Gifts are another potential source of income for aging parents. Tax rules stipulate that any individual can make a $14,000 gift to any other person without any taxable gain. That means that you, and potentially your spouse and children can each give each of your parents $14,000 per year without them having to claim that amount as income on a tax return. A gift is a gift, and that means you don’t expect any financial payback.
When family gifts and loans increase to the point where you are supplying more than half the support of your parent, you can legally claim them as dependents. That means claiming them on your tax return as additional household members. Depending on your financial situation, a potential benefit is that all their medical expenses can be included in your itemized tax deductions. Claiming your parent also means that your parent may be covered by your insurance plan.
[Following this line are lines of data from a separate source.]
//! Stories about an endpoint's life in a real cluster
//!
//! The runtime image is never expected to become ready here; these stories
//! check which objects the control plane creates and removes.

use llmops_serving::cluster::ListSelector;
use llmops_serving::endpoint::ResourceOverrides;
use llmops_serving::naming;
use llmops_serving::{
    ClusterApi, DeployEndpointRequest, EndpointStatus, Environment, RedeployRequest, ResourceKind,
};

use super::helpers::{test_service, TEST_MODEL, TEST_NAMESPACE};

fn request(route: &str) -> DeployEndpointRequest {
    DeployEndpointRequest {
        model_id: TEST_MODEL.to_string(),
        environment: Environment::Dev,
        route: route.to_string(),
        min_replicas: 1,
        max_replicas: 1,
        autoscale_policy: None,
        prompt_policy_id: None,
        runtime_image: None,
        use_gpu: Some(false),
        resources: ResourceOverrides::default(),
        deployment_spec: None,
    }
}

async fn deployment_uid(cluster: &dyn ClusterApi, short: &str) -> Option<String> {
    cluster
        .get(ResourceKind::Deployment, short, TEST_NAMESPACE)
        .await
        .unwrap()
        .and_then(|o| o.metadata.uid)
}

// =============================================================================
// Stories
// =============================================================================

/// Deploy, redeploy and delete leave exactly the expected objects in the cluster
#[tokio::test]
#[ignore]
async fn story_endpoint_lifecycle_against_real_cluster() {
    let (cluster, service) = test_service().await;

    let endpoint = service
        .deploy_endpoint(request("/kind/lifecycle"))
        .await
        .unwrap();
    let short = naming::short_name(&endpoint.id);
    assert_eq!(endpoint.status, EndpointStatus::Deploying);

    for (kind, name) in [
        (ResourceKind::Deployment, short.clone()),
        (ResourceKind::Service, short.clone()),
        (ResourceKind::Ingress, naming::ingress_name(&short)),
    ] {
        assert!(
            cluster.get(kind, &name, TEST_NAMESPACE).await.unwrap().is_some(),
            "{kind} {name} should exist after deploy"
        );
    }

    let first_uid = deployment_uid(&*cluster, &short).await;

    // Still deploying with a live workload: the redeploy is refused untouched
    let refused = service
        .redeploy_endpoint(endpoint.id, RedeployRequest::default())
        .await;
    assert!(refused.is_err());
    assert_eq!(deployment_uid(&*cluster, &short).await, first_uid);

    // Once settled, a redeploy replaces the workload with exactly one new one
    service.rollback_endpoint(endpoint.id).await.unwrap();
    let redeployed = service
        .redeploy_endpoint(
            endpoint.id,
            RedeployRequest {
                max_replicas: Some(2),
                ..RedeployRequest::default()
            },
        )
        .await
        .unwrap();
    assert_eq!(redeployed.max_replicas, 2);
    let second_uid = deployment_uid(&*cluster, &short).await;
    assert!(second_uid.is_some());
    assert_ne!(second_uid, first_uid);
    let deployments = cluster
        .list(
            ResourceKind::Deployment,
            TEST_NAMESPACE,
            &ListSelector::Labels(naming::app_selector(&short)),
        )
        .await
        .unwrap();
    assert_eq!(deployments.len(), 1);

    service.delete_endpoint(endpoint.id).await.unwrap();
    for kind in [
        ResourceKind::Deployment,
        ResourceKind::Service,
        ResourceKind::Ingress,
        ResourceKind::HorizontalPodAutoscaler,
    ] {
        let left = cluster
            .list(
                kind,
                TEST_NAMESPACE,
                &ListSelector::Labels(naming::app_selector(&short)),
            )
            .await
            .unwrap();
        assert!(left.is_empty(), "{kind} left behind after delete");
    }
}

/// Rollback scales the workload to zero and sticks
#[tokio::test]
#[ignore]
async fn story_rollback_scales_to_zero() {
    let (cluster, service) = test_service().await;

    let endpoint = service
        .deploy_endpoint(request("/kind/rollback"))
        .await
        .unwrap();
    let short = naming::short_name(&endpoint.id);

    let rolled = service.rollback_endpoint(endpoint.id).await.unwrap();
    assert_eq!(rolled.status, EndpointStatus::RolledBack);

    let deployment = cluster
        .get(ResourceKind::Deployment, &short, TEST_NAMESPACE)
        .await
        .unwrap()
        .unwrap();
    assert_eq!(deployment.data["spec"]["replicas"], serde_json::json!(0));

    let again = service.get_endpoint(endpoint.id).await.unwrap();
    assert_eq!(again.status, EndpointStatus::RolledBack);

    service.delete_endpoint(endpoint.id).await.unwrap();
}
Finally, viatical settlements are an option that can help terminally ill individuals cover expenses in the final months or years of life. Patients can sell their life insurance policy to a viatical settlement company and receive a lump sum benefit on which to live. If your parent’s life expectancy is six months or less, a viatical settlement company will pay up to 80% of the face value of the policy; up to 60% if your parent’s life expectancy is two years or less.
For Parents Without Assets and Special Situations
If your parents have few assets and a modest income, the federal programs can provide assistance if your parents qualify. If your parents have assets but one parent requires expensive nursing home care, Medicaid may also be able to help while enabling the healthy spouse to retain their home, car, and some savings under “spousal impoverishment” rules. Medicaid benefits vary from state-to-state, so be sure to seek the advice of a qualified attorney or advocate when researching federal benefits.